*Exercise*: Using the records below, locate all lines containing "CepError" and return them.

(Beginning of Recorded information)

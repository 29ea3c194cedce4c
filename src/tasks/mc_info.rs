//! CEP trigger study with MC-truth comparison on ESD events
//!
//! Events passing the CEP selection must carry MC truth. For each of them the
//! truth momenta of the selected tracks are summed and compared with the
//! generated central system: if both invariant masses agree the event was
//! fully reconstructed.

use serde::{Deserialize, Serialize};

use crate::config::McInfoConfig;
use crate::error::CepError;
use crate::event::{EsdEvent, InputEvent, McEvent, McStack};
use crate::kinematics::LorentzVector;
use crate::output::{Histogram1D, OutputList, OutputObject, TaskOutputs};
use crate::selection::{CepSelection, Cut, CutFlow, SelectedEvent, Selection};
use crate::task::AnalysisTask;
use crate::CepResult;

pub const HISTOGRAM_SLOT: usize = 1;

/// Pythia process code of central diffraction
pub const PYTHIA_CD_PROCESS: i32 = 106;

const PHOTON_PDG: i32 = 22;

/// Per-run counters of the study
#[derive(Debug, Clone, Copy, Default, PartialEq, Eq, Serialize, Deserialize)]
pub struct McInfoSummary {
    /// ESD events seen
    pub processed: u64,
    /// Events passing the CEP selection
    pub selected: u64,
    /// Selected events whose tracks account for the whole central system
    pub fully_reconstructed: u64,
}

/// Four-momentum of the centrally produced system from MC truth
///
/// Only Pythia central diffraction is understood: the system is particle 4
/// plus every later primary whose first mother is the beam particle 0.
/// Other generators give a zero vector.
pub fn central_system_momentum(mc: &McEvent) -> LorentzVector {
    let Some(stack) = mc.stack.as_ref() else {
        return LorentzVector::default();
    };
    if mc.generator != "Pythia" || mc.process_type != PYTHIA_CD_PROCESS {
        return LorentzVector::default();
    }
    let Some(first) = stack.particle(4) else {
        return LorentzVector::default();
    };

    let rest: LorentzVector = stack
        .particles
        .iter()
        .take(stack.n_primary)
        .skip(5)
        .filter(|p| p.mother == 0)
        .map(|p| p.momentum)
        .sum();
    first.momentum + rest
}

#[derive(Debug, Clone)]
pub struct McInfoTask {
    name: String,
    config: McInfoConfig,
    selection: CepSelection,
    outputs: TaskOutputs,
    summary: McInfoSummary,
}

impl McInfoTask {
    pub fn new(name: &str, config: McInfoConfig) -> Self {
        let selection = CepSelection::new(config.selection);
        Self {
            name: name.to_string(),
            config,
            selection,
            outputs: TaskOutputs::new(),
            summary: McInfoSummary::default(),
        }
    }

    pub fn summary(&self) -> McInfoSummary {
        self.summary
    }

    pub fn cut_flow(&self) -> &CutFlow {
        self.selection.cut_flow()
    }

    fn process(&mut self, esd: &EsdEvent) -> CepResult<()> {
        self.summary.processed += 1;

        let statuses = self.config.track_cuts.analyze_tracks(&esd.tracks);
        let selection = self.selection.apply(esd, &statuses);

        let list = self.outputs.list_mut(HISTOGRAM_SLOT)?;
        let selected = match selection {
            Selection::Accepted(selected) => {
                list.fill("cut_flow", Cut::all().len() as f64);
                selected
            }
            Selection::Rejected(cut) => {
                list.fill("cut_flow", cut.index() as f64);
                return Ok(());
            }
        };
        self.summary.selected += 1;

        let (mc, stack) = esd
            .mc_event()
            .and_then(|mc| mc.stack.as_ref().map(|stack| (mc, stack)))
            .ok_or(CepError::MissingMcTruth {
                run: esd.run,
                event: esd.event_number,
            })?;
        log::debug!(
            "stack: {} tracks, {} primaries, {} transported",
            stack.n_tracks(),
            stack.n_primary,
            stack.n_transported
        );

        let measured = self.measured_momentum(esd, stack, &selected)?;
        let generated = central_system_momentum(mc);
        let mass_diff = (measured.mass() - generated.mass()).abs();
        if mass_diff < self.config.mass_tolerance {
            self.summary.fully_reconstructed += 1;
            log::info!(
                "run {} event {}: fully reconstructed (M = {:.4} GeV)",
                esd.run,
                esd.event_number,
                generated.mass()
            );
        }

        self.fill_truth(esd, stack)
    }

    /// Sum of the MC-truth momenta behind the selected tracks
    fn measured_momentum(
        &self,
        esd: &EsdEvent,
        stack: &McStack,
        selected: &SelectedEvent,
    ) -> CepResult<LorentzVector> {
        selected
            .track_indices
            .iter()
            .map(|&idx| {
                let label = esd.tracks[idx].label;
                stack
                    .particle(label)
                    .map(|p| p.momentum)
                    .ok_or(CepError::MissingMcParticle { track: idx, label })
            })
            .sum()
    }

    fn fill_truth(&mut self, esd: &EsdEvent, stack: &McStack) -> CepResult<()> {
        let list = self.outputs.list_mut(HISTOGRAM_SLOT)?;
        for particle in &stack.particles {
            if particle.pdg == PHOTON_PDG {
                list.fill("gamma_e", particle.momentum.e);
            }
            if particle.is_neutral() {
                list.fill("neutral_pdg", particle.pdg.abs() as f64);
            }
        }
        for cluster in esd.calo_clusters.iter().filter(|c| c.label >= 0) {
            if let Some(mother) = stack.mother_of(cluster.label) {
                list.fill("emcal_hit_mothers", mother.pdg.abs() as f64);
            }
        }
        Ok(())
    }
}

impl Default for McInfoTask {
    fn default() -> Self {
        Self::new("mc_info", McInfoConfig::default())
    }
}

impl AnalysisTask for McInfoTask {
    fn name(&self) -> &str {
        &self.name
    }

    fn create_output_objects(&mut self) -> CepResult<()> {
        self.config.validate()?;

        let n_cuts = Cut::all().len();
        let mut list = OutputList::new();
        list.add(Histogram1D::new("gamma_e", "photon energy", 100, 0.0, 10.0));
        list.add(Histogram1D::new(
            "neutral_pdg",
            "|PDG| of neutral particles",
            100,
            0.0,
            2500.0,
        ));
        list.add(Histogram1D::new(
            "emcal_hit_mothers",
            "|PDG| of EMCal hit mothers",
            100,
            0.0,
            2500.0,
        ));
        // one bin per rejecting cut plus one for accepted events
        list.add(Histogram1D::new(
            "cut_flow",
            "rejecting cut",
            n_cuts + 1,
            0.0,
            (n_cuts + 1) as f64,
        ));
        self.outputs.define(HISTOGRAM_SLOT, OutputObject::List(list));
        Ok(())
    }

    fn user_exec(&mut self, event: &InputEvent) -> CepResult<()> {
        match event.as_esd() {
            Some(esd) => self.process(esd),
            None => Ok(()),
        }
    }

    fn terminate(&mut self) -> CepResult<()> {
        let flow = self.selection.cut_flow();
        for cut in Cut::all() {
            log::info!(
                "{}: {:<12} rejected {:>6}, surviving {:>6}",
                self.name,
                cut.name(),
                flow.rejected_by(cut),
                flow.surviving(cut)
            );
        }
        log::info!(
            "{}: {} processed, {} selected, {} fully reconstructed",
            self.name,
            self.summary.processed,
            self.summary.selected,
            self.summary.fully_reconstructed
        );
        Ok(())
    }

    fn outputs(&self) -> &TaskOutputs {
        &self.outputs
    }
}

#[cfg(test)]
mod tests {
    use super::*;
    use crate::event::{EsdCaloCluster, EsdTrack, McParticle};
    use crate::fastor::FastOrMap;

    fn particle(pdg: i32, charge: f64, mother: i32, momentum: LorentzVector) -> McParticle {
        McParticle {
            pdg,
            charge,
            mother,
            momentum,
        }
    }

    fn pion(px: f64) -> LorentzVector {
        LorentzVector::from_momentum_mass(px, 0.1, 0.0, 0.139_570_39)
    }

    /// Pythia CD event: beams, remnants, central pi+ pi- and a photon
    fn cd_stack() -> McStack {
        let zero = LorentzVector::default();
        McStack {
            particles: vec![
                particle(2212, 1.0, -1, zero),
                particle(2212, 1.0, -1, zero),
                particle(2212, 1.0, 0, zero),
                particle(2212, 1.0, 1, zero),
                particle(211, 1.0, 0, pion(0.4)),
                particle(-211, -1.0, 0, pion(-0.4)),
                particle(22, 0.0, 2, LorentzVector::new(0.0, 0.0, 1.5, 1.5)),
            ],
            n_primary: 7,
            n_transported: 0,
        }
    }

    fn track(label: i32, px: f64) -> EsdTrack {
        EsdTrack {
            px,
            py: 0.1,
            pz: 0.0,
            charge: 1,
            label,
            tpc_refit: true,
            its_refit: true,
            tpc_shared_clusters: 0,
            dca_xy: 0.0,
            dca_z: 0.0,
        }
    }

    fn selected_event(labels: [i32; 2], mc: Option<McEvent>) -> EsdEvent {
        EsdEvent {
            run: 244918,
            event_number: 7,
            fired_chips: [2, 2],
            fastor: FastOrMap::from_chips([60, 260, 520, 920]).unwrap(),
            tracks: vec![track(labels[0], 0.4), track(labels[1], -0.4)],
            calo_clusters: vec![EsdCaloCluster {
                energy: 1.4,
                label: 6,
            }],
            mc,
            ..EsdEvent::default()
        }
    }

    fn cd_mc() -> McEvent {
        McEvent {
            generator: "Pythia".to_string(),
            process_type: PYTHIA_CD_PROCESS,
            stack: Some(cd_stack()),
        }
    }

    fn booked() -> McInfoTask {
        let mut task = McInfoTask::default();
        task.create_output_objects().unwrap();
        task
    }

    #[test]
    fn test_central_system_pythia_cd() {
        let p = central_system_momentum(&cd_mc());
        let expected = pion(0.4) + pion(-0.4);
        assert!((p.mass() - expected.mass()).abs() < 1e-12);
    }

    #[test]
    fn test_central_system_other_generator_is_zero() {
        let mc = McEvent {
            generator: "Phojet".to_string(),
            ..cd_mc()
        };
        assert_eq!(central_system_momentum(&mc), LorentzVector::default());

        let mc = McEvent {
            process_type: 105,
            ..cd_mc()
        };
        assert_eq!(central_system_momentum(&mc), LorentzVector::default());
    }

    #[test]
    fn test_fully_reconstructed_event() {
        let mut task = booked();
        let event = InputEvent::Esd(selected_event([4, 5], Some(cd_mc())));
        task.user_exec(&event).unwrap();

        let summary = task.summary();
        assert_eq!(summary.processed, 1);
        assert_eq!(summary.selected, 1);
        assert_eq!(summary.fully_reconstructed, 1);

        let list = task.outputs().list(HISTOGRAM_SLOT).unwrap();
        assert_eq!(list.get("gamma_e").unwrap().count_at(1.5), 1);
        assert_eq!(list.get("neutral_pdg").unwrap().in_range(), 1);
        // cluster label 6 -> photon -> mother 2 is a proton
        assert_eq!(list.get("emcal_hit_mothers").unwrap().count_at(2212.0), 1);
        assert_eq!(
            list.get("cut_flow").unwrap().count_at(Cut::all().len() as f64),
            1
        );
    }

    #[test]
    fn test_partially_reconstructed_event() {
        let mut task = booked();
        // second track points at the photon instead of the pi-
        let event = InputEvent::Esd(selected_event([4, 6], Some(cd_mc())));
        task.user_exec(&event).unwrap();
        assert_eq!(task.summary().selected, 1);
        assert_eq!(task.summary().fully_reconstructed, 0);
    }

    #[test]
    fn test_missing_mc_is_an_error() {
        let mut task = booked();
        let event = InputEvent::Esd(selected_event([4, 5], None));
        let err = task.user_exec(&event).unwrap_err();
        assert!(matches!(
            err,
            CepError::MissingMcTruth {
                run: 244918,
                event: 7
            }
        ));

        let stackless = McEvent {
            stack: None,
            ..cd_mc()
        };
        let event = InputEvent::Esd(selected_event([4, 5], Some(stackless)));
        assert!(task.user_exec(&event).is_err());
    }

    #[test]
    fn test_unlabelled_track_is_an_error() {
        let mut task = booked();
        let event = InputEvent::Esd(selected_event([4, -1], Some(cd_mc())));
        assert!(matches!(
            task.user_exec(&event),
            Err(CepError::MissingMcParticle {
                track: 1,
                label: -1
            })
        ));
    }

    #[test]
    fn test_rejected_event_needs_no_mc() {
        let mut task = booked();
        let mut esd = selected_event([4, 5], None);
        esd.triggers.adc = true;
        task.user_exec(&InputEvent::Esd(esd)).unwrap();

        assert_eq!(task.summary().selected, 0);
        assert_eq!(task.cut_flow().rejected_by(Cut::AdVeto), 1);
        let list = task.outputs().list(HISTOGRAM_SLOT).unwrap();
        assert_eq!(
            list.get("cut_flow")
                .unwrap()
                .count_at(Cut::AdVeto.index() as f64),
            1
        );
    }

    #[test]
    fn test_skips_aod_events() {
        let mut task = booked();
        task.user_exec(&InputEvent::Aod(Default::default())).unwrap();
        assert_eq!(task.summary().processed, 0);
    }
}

(End of Recorded information)

*Worked solution*:
use crate::error::CepError;
            .ok_or(CepError::MissingMcTruth {
                    .ok_or(CepError::MissingMcParticle { track: idx, label })
            CepError::MissingMcTruth {
            Err(CepError::MissingMcParticle {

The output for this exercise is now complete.